Jim Harley went to see Rayton, and found him bringing his horses in from the fields just at the fall of the dusk. The Englishman had been doing a last bit of fall plowing before the frost gripped the land in earnest. He was muddy, but cheerful; and as hospitable as ever. Harley stayed to supper—a very good supper of his host's own cooking. Then they lit their pipes and went into the sitting room, where a fine fire was crackling in the open stove. Harley told Rayton the same story that he had told, the night before, to young Marsh.
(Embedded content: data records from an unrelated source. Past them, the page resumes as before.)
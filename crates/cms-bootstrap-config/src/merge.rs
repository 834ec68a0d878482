//! Recursive map merging with override markers.

use crate::ConfigMap;
use serde_json::Value;

/// Default key prefix that turns a merge into a wholesale replacement.
pub const DEFAULT_OVERRIDE_MARKER: char = '!';

/// Folds config maps together; later sources win.
///
/// Nested maps merge recursively, scalars overwrite, `null` never replaces
/// anything, and a key prefixed with the marker replaces its un-prefixed
/// counterpart in the base without looking inside it.
#[derive(Debug, Clone, Copy, PartialEq, Eq)]
pub struct Merger {
    marker: char,
}

impl Default for Merger {
    fn default() -> Self {
        Self::new(DEFAULT_OVERRIDE_MARKER)
    }
}

impl Merger {
    /// Create a merger using a custom override marker.
    pub fn new(marker: char) -> Self {
        Self { marker }
    }

    /// The override marker in use.
    pub fn marker(&self) -> char {
        self.marker
    }

    /// Return the replaced key name when `key` carries the override marker.
    ///
    /// A key made of the marker alone has nothing to replace and is treated
    /// as an ordinary key.
    pub fn override_target<'k>(&self, key: &'k str) -> Option<&'k str> {
        key.strip_prefix(self.marker)
            .filter(|stripped| !stripped.is_empty())
    }

    /// Key name with any override marker removed.
    pub fn target_key<'k>(&self, key: &'k str) -> &'k str {
        self.override_target(key).unwrap_or(key)
    }

    /// Merge `incoming` onto `base` and return the result.
    pub fn merge(&self, mut base: ConfigMap, incoming: ConfigMap) -> ConfigMap {
        self.merge_into(&mut base, &incoming);
        base
    }

    /// Fold every source onto `base`, left to right.
    pub fn merge_all<I>(&self, base: ConfigMap, sources: I) -> ConfigMap
    where
        I: IntoIterator<Item = ConfigMap>,
    {
        sources
            .into_iter()
            .fold(base, |merged, source| self.merge(merged, source))
    }

    /// Merge `incoming` onto `base` in place.
    pub fn merge_into(&self, base: &mut ConfigMap, incoming: &ConfigMap) {
        for (key, value) in incoming {
            if value.is_null() {
                continue;
            }
            if let Some(target) = self.override_target(key) {
                base.insert(target.to_string(), self.normalize(value));
                continue;
            }
            if let (Some(Value::Object(existing)), Value::Object(overlay)) =
                (base.get_mut(key), value)
            {
                self.merge_into(existing, overlay);
                continue;
            }
            base.insert(key.clone(), self.normalize(value));
        }
    }

    /// Copy a value, dropping nulls and resolving markers inside nested maps.
    pub fn normalize(&self, value: &Value) -> Value {
        match value {
            Value::Object(map) => {
                let mut normalized = ConfigMap::new();
                self.merge_into(&mut normalized, map);
                Value::Object(normalized)
            }
            other => other.clone(),
        }
    }
}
"Good heavens! That is very tragic!" exclaimed the Englishman. "But I must say that I think last night's incident was nothing but chance. The card had become marked in some way, quite by accident—and there you are."
They talked for an hour or two, and Rayton would not give way an inch in his argument, that the affair of the previous night had been nothing but blind chance. He was much more impressed by the other's story of the past, and felt a new interest in Jim Harley.